_ASSIGNED TASK:_ Below are several records. Retype exactly those lines running from the one with "#[derive(Debug, Clone)]" through the one with "resolve to 0.", end lines included, and no others.

Dataset entries
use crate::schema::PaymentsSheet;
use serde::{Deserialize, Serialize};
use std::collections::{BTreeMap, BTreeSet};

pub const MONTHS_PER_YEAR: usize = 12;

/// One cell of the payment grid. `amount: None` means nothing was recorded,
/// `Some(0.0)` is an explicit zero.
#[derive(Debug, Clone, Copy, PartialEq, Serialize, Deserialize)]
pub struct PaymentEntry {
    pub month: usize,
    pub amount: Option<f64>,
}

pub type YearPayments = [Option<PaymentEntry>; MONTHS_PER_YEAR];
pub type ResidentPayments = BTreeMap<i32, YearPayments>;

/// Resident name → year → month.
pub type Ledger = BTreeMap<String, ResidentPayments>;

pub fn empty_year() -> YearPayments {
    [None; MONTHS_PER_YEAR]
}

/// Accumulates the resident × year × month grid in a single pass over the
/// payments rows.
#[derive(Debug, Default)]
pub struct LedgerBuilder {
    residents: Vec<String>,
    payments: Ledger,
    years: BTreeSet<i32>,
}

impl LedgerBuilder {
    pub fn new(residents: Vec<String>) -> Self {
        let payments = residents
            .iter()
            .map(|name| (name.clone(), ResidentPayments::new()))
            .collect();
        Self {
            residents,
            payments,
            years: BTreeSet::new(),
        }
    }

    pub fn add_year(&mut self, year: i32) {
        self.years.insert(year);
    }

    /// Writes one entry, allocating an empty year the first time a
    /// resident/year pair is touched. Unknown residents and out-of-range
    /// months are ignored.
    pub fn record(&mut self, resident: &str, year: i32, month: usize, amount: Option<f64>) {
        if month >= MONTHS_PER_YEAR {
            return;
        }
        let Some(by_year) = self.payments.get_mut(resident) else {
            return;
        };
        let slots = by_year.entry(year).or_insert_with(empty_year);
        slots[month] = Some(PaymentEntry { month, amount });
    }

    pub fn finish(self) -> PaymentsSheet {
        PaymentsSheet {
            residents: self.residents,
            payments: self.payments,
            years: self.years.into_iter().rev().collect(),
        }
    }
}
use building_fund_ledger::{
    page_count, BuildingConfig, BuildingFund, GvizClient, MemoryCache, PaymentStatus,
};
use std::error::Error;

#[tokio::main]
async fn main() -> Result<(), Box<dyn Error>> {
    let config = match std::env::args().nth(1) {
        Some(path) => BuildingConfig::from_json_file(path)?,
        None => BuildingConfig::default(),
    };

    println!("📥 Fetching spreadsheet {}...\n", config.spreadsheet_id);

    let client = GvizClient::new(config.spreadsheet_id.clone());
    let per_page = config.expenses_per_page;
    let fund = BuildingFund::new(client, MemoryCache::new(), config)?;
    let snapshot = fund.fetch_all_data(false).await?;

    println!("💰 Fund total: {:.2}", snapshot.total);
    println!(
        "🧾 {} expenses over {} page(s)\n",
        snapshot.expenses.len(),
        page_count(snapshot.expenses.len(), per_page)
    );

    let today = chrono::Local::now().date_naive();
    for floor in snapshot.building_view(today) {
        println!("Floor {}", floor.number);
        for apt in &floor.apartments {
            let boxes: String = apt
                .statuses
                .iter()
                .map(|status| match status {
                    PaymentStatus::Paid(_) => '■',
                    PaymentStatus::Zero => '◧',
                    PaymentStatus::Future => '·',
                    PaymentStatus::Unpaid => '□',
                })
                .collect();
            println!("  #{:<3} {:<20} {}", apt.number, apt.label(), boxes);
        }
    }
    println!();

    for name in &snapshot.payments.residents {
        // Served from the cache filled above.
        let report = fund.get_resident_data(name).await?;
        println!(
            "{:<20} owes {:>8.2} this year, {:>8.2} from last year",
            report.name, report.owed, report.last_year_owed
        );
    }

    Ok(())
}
==
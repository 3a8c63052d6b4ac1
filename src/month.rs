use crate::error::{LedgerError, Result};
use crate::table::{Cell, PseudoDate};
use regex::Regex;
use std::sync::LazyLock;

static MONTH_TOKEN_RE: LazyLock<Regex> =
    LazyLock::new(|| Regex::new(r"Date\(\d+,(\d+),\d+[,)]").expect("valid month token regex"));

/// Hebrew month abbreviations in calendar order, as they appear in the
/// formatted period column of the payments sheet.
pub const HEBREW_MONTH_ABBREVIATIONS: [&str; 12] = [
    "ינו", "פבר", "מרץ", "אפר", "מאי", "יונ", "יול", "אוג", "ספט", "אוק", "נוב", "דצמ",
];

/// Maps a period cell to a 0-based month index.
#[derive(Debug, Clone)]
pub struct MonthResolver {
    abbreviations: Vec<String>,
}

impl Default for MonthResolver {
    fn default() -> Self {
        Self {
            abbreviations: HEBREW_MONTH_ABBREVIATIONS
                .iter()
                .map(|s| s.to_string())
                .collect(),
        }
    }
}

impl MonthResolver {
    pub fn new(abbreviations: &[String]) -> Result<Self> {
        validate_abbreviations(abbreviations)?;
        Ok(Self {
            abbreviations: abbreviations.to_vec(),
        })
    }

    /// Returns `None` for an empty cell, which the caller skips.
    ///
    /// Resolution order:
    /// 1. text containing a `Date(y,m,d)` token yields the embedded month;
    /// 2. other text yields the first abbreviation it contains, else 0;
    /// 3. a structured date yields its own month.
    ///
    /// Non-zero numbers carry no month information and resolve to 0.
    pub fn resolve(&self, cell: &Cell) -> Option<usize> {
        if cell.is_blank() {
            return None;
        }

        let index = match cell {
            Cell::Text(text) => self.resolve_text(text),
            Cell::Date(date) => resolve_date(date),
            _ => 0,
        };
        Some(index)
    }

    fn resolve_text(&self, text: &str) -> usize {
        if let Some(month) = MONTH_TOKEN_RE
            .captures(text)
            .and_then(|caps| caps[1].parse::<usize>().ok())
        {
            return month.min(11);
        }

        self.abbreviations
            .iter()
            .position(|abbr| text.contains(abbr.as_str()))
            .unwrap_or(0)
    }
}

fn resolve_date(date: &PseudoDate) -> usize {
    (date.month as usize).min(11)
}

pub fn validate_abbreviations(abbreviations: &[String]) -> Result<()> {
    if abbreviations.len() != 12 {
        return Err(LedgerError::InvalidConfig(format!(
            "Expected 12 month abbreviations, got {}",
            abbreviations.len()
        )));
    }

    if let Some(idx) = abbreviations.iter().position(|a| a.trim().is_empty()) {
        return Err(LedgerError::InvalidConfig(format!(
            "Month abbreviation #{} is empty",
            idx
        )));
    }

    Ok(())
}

_ANSWER FOR THE TASK:_
#[derive(Debug, Clone)]
pub struct MonthResolver {
    abbreviations: Vec<String>,
}

impl Default for MonthResolver {
    fn default() -> Self {
        Self {
            abbreviations: HEBREW_MONTH_ABBREVIATIONS
                .iter()
                .map(|s| s.to_string())
                .collect(),
        }
    }
}

impl MonthResolver {
    pub fn new(abbreviations: &[String]) -> Result<Self> {
        validate_abbreviations(abbreviations)?;
        Ok(Self {
            abbreviations: abbreviations.to_vec(),
        })
    }

    /// Returns `None` for an empty cell, which the caller skips.
    ///
    /// Resolution order:
    /// 1. text containing a `Date(y,m,d)` token yields the embedded month;
    /// 2. other text yields the first abbreviation it contains, else 0;
    /// 3. a structured date yields its own month.
    ///
    /// Non-zero numbers carry no month information and resolve to 0.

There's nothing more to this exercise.